The ChillX AutoEgg costs $399 on their website. The biodegradable drawer liners are also available for purchase on their website for $39 for a 160-bag supply, which should last you for over 2 years if you have one cat. Especially considering that you can also use plastic grocery bags instead of biodegradable liners, the AutoEgg has fewer recurring costs than other automatic litter boxes.
That said, that $399 price tag seems excessive given the device’s shaky construction and unreliable performance.
Is The AutoEgg Worth It?
As much as we loved the idea of a self-cleaning litter box with a health tracker—similar to what the Litter-Robot 4 offers for a couple hundred dollars more— the ChillX AutoEgg just didn’t meet our performance standards. It’s a nightmare to assemble, too small for most cats, the rake leaves dirty litter in the bed, and the usage tracking screen is on the inside of the unit where you can’t see it.
But what adds insult to injury is that this company is lying to customers—including us.
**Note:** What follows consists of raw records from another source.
//! Shared utilities for integration tests.
//!
//! Provides a length-prefixed `bincode` packet codec, a handler that records
//! or echoes what it receives, a listener that records lifecycle events, and
//! helpers for driving the peer side of an in-memory pipe.

// Items in this shared module may not be used by all test binaries that import it.
#![allow(
    dead_code,
    reason = "shared test utilities are not used by all test binaries"
)]

use std::{
    net::SocketAddr,
    sync::{
        Arc,
        Mutex,
        atomic::{AtomicBool, AtomicU16, AtomicUsize, Ordering},
    },
    time::Duration,
};

use async_trait::async_trait;
use bytes::{Buf, Bytes, BytesMut};
use rstest::fixture;
use tokio::io::{AsyncReadExt, AsyncWriteExt, DuplexStream};
use wirelane::{
    BoxError,
    Connection,
    ConnectionId,
    EngineConfig,
    EngineContext,
    Handler,
    Listener,
    Origin,
    Packet,
};

/// Test packet: a sequence number (0 for fire-and-forget) and a body.
#[derive(bincode::Encode, bincode::Decode, PartialEq, Eq, Debug, Clone)]
pub struct TestPacket {
    pub seq: u64,
    pub body: String,
}

impl TestPacket {
    pub fn new(body: impl Into<String>) -> Self {
        Self {
            seq: 0,
            body: body.into(),
        }
    }

    pub fn request(seq: u64, body: impl Into<String>) -> Self {
        Self {
            seq,
            body: body.into(),
        }
    }
}

impl Packet for TestPacket {
    fn sync_seq(&self) -> Option<u64> { Some(self.seq) }
}

/// Encode `packet` as a 4-byte big-endian length followed by the payload.
pub fn frame(packet: &TestPacket) -> Vec<u8> {
    let payload =
        bincode::encode_to_vec(packet, bincode::config::standard()).expect("encode test packet");
    let len = u32::try_from(payload.len()).expect("test payload fits u32");
    let mut out = len.to_be_bytes().to_vec();
    out.extend_from_slice(&payload);
    out
}

/// What the handler does with each packet it receives.
#[derive(Clone, Copy, Debug, PartialEq, Eq)]
pub enum Mode {
    /// Record only.
    Record,
    /// Record and send the packet straight back.
    Echo,
}

/// Everything a [`TestHandler`] observed.
#[derive(Default)]
pub struct Observed {
    pub handled: Mutex<Vec<(ConnectionId, TestPacket)>>,
    pub encodes: AtomicUsize,
}

impl Observed {
    pub fn bodies(&self) -> Vec<String> {
        self.handled
            .lock()
            .expect("handled lock")
            .iter()
            .map(|(_, p)| p.body.clone())
            .collect()
    }

    pub fn handled_count(&self) -> usize { self.handled.lock().expect("handled lock").len() }
}

pub struct TestHandler {
    pub mode: Mode,
    pub observed: Arc<Observed>,
}

impl TestHandler {
    pub fn new(mode: Mode) -> (Self, Arc<Observed>) {
        let observed = Arc::new(Observed::default());
        (
            Self {
                mode,
                observed: Arc::clone(&observed),
            },
            observed,
        )
    }
}

#[async_trait]
impl Handler for TestHandler {
    type Packet = TestPacket;
    type Session = Mutex<Option<String>>;

    fn encode(
        &self,
        packet: &TestPacket,
        _ctx: &EngineContext<Self>,
        _conn: Option<&Connection<Self>>,
    ) -> Result<Bytes, BoxError> {
        self.observed.encodes.fetch_add(1, Ordering::SeqCst);
        Ok(frame(packet).into())
    }

    fn decode(
        &self,
        buf: &mut BytesMut,
        _ctx: &EngineContext<Self>,
        _conn: &Connection<Self>,
    ) -> Result<Option<TestPacket>, BoxError> {
        if buf.len() < 4 {
            return Ok(None);
        }
        let len = u32::from_be_bytes([buf[0], buf[1], buf[2], buf[3]]) as usize;
        if len > 64 * 1024 {
            return Err(format!("frame of {len} bytes exceeds limit").into());
        }
        if buf.len() < 4 + len {
            return Ok(None);
        }
        buf.advance(4);
        let payload = buf.split_to(len);
        let (packet, _) = bincode::decode_from_slice(&payload, bincode::config::standard())?;
        Ok(Some(packet))
    }

    async fn handle(&self, packet: TestPacket, conn: &Arc<Connection<Self>>) -> Result<(), BoxError> {
        self.observed
            .handled
            .lock()
            .expect("handled lock")
            .push((conn.id(), packet.clone()));
        if self.mode == Mode::Echo {
            conn.send(packet);
        }
        Ok(())
    }
}

/// One `on_closed` notification.
#[derive(Clone, Debug)]
pub struct ClosedEvent {
    pub conn: ConnectionId,
    pub remark: String,
    pub removed: bool,
    pub had_cause: bool,
}

/// Listener recording lifecycle events; clones share the same log.
#[derive(Clone, Default)]
pub struct RecordingListener {
    pub connected: Arc<AtomicUsize>,
    pub connect_failures: Arc<AtomicUsize>,
    pub sent_ok: Arc<AtomicUsize>,
    pub sent_failed: Arc<AtomicUsize>,
    pub decoded: Arc<AtomicUsize>,
    pub closed: Arc<Mutex<Vec<ClosedEvent>>>,
    /// Makes `on_decoded` panic after counting.
    pub panic_on_decoded: Arc<AtomicBool>,
}

impl RecordingListener {
    pub fn closed_events(&self) -> Vec<ClosedEvent> {
        self.closed.lock().expect("closed lock").clone()
    }
}

impl Listener<TestHandler> for RecordingListener {
    fn on_connected(&self, _conn: &Arc<Connection<TestHandler>>) {
        self.connected.fetch_add(1, Ordering::SeqCst);
    }

    fn on_connect_failed(&self, _addr: SocketAddr, _error: &std::io::Error) {
        self.connect_failures.fetch_add(1, Ordering::SeqCst);
    }

    fn on_decoded(&self, _conn: &Arc<Connection<TestHandler>>, _packet: &TestPacket) {
        self.decoded.fetch_add(1, Ordering::SeqCst);
        assert!(
            !self.panic_on_decoded.load(Ordering::SeqCst),
            "listener rejects decoded packet"
        );
    }

    fn on_sent(&self, _conn: &Arc<Connection<TestHandler>>, _packet: &TestPacket, success: bool) {
        if success {
            self.sent_ok.fetch_add(1, Ordering::SeqCst);
        } else {
            self.sent_failed.fetch_add(1, Ordering::SeqCst);
        }
    }

    fn on_closed(
        &self,
        conn: &Arc<Connection<TestHandler>>,
        cause: Option<&BoxError>,
        remark: &str,
        removed: bool,
    ) {
        self.closed.lock().expect("closed lock").push(ClosedEvent {
            conn: conn.id(),
            remark: remark.to_owned(),
            removed,
            had_cause: cause.is_some(),
        });
    }
}

/// A context plus the handles tests inspect.
pub struct Harness {
    pub ctx: Arc<EngineContext<TestHandler>>,
    pub observed: Arc<Observed>,
    pub listener: RecordingListener,
}

impl Harness {
    pub fn build(mode: Mode, config: EngineConfig) -> Self {
        let (handler, observed) = TestHandler::new(mode);
        let listener = RecordingListener::default();
        let ctx = EngineContext::builder(handler)
            .config(config)
            .listener(listener.clone())
            .build()
            .expect("build engine context");
        Self {
            ctx,
            observed,
            listener,
        }
    }

    /// Attach one end of an in-memory pipe; the returned end plays the peer.
    pub fn attach(&self, origin: Origin) -> (Arc<Connection<TestHandler>>, DuplexStream) {
        self.attach_with_capacity(origin, 64 * 1024)
    }

    /// Attach a pipe buffering at most `capacity` bytes in each direction.
    pub fn attach_with_capacity(
        &self,
        origin: Origin,
        capacity: usize,
    ) -> (Arc<Connection<TestHandler>>, DuplexStream) {
        let (ours, peer) = tokio::io::duplex(capacity);
        let conn = self.ctx.attach(ours, next_addr(), local_addr(), origin);
        (conn, peer)
    }
}

pub fn small_config() -> EngineConfig {
    EngineConfig::default()
        .name("test")
        .decode_workers(2)
        .send_workers(2)
        .close_workers(1)
}

#[fixture]
pub fn recording() -> Harness { Harness::build(Mode::Record, small_config()) }

#[fixture]
pub fn echoing() -> Harness { Harness::build(Mode::Echo, small_config()) }

static NEXT_PORT: AtomicU16 = AtomicU16::new(30_000);

pub fn next_addr() -> SocketAddr {
    SocketAddr::from(([127, 0, 0, 1], NEXT_PORT.fetch_add(1, Ordering::Relaxed)))
}

pub fn local_addr() -> SocketAddr { SocketAddr::from(([127, 0, 0, 1], 7000)) }

/// Connect two contexts with an in-memory pipe.
pub fn link(
    client: &Harness,
    server: &Harness,
) -> (Arc<Connection<TestHandler>>, Arc<Connection<TestHandler>>) {
    let (a, b) = tokio::io::duplex(64 * 1024);
    let client_addr = next_addr();
    let server_addr = next_addr();
    let outbound = client
        .ctx
        .attach(a, server_addr, client_addr, Origin::Connected);
    let inbound = server
        .ctx
        .attach(b, client_addr, server_addr, Origin::Accepted);
    (outbound, inbound)
}

/// Read one frame written by the engine.
pub async fn read_packet(peer: &mut DuplexStream) -> TestPacket {
    tokio::time::timeout(Duration::from_secs(5), async {
        let len = peer.read_u32().await.expect("read frame length") as usize;
        let mut payload = vec![0; len];
        peer.read_exact(&mut payload).await.expect("read frame payload");
        let (packet, _) = bincode::decode_from_slice(&payload, bincode::config::standard())
            .expect("decode frame");
        packet
    })
    .await
    .expect("frame should arrive")
}

/// Returns `true` if nothing arrives on `peer` within `wait`.
pub async fn stays_silent(peer: &mut DuplexStream, wait: Duration) -> bool {
    let mut byte = [0_u8; 1];
    tokio::time::timeout(wait, peer.read(&mut byte)).await.is_err()
}

/// Write one frame as the peer.
pub async fn write_packet(peer: &mut DuplexStream, packet: &TestPacket) {
    peer.write_all(&frame(packet)).await.expect("write frame");
}

/// Poll `check` until it holds, failing the test after five seconds.
pub async fn eventually(what: &str, mut check: impl FnMut() -> bool) {
    let waited = tokio::time::timeout(Duration::from_secs(5), async {
        while !check() {
            tokio::time::sleep(Duration::from_millis(5)).await;
        }
    })
    .await;
    assert!(waited.is_ok(), "timed out waiting for {what}");
}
Reviews on the ChillX Better Business Bureau page give it a 1 out of 5-star rating or F grade. Customers describe completely unresponsive customer support, warranty violations, and, of course, fake reviews.
We’ve noticed a pattern of bogus comments on our content related to the ChillX AutoEgg.
As soon as our review of the ChillX AutoEgg went live on YouTube, we started getting comments from users whose accounts had been made on the same day, all speaking highly of the product.
For instance, SeriousSammy’s comment may look legitimate, and over 100 people found it helpful, but Sammy gave himself away by claiming to be a long-time viewer who’d hit the notification bell two months ago. Sammy’s account had been created on December 3rd, 2020—the same day the ChillX AutoEgg review went live.
Some of the comments weren’t on the AutoEgg review. Instead, they appeared on our review of the competing Litter-Robot 3. This person going by “TomCatLover” wrote the following on our LR3 review—they’d created their account on the same day.
When we contacted the company about this, our contact said he didn’t know anything about this. Instead, he said that it wasn’t common for these types of dishonest comments to speak positively about the ChillX AutoEgg—it was more common, he said, that they’d say negative things about it.
In our second interaction about this issue months later, he still said he didn’t know where the comments came from but now acknowledged that positive comments could be an issue, too. This time, he insinuated that a competitor may have been putting out these fake, overly-effusive comments on AutoEgg-related content in a complex scheme to make it look like ChillX AutoEgg was doing something underhanded.
Yet, after our second conversation, the comments stopped coming in.
The idea that ChillX was paying people to put bogus comments on our content was irksome enough, but we found that the other so-called reviews on YouTube seemed to be dishonest as well.
For instance, this very enthusiastic gentleman reviewed the AutoEgg and the AutoEgg alone after leaving his channel dormant for 10 years.
This couple made their first-ever YouTube video about getting the ChillX AutoEgg.
And this tech guy reactivated his channel after 9 years to honestly unbox and review the Egg.
All of them repeat similar talking points, and none of them show the difficulty of putting on the lid, the mess that appears when the box fails to rake everything, or confronts the fact that the readout is on the inside of the unit where you can’t read it.
In short, ChillX seems to be a dishonest company, and, until they confront these issues and improve their product design, we wouldn’t recommend it to anyone.
While we normally give pros and cons for each product and feel that even flawed products have a perfect customer somewhere, ChillX’s deceptive practices are a huge red flag, and the product’s performance isn’t much better.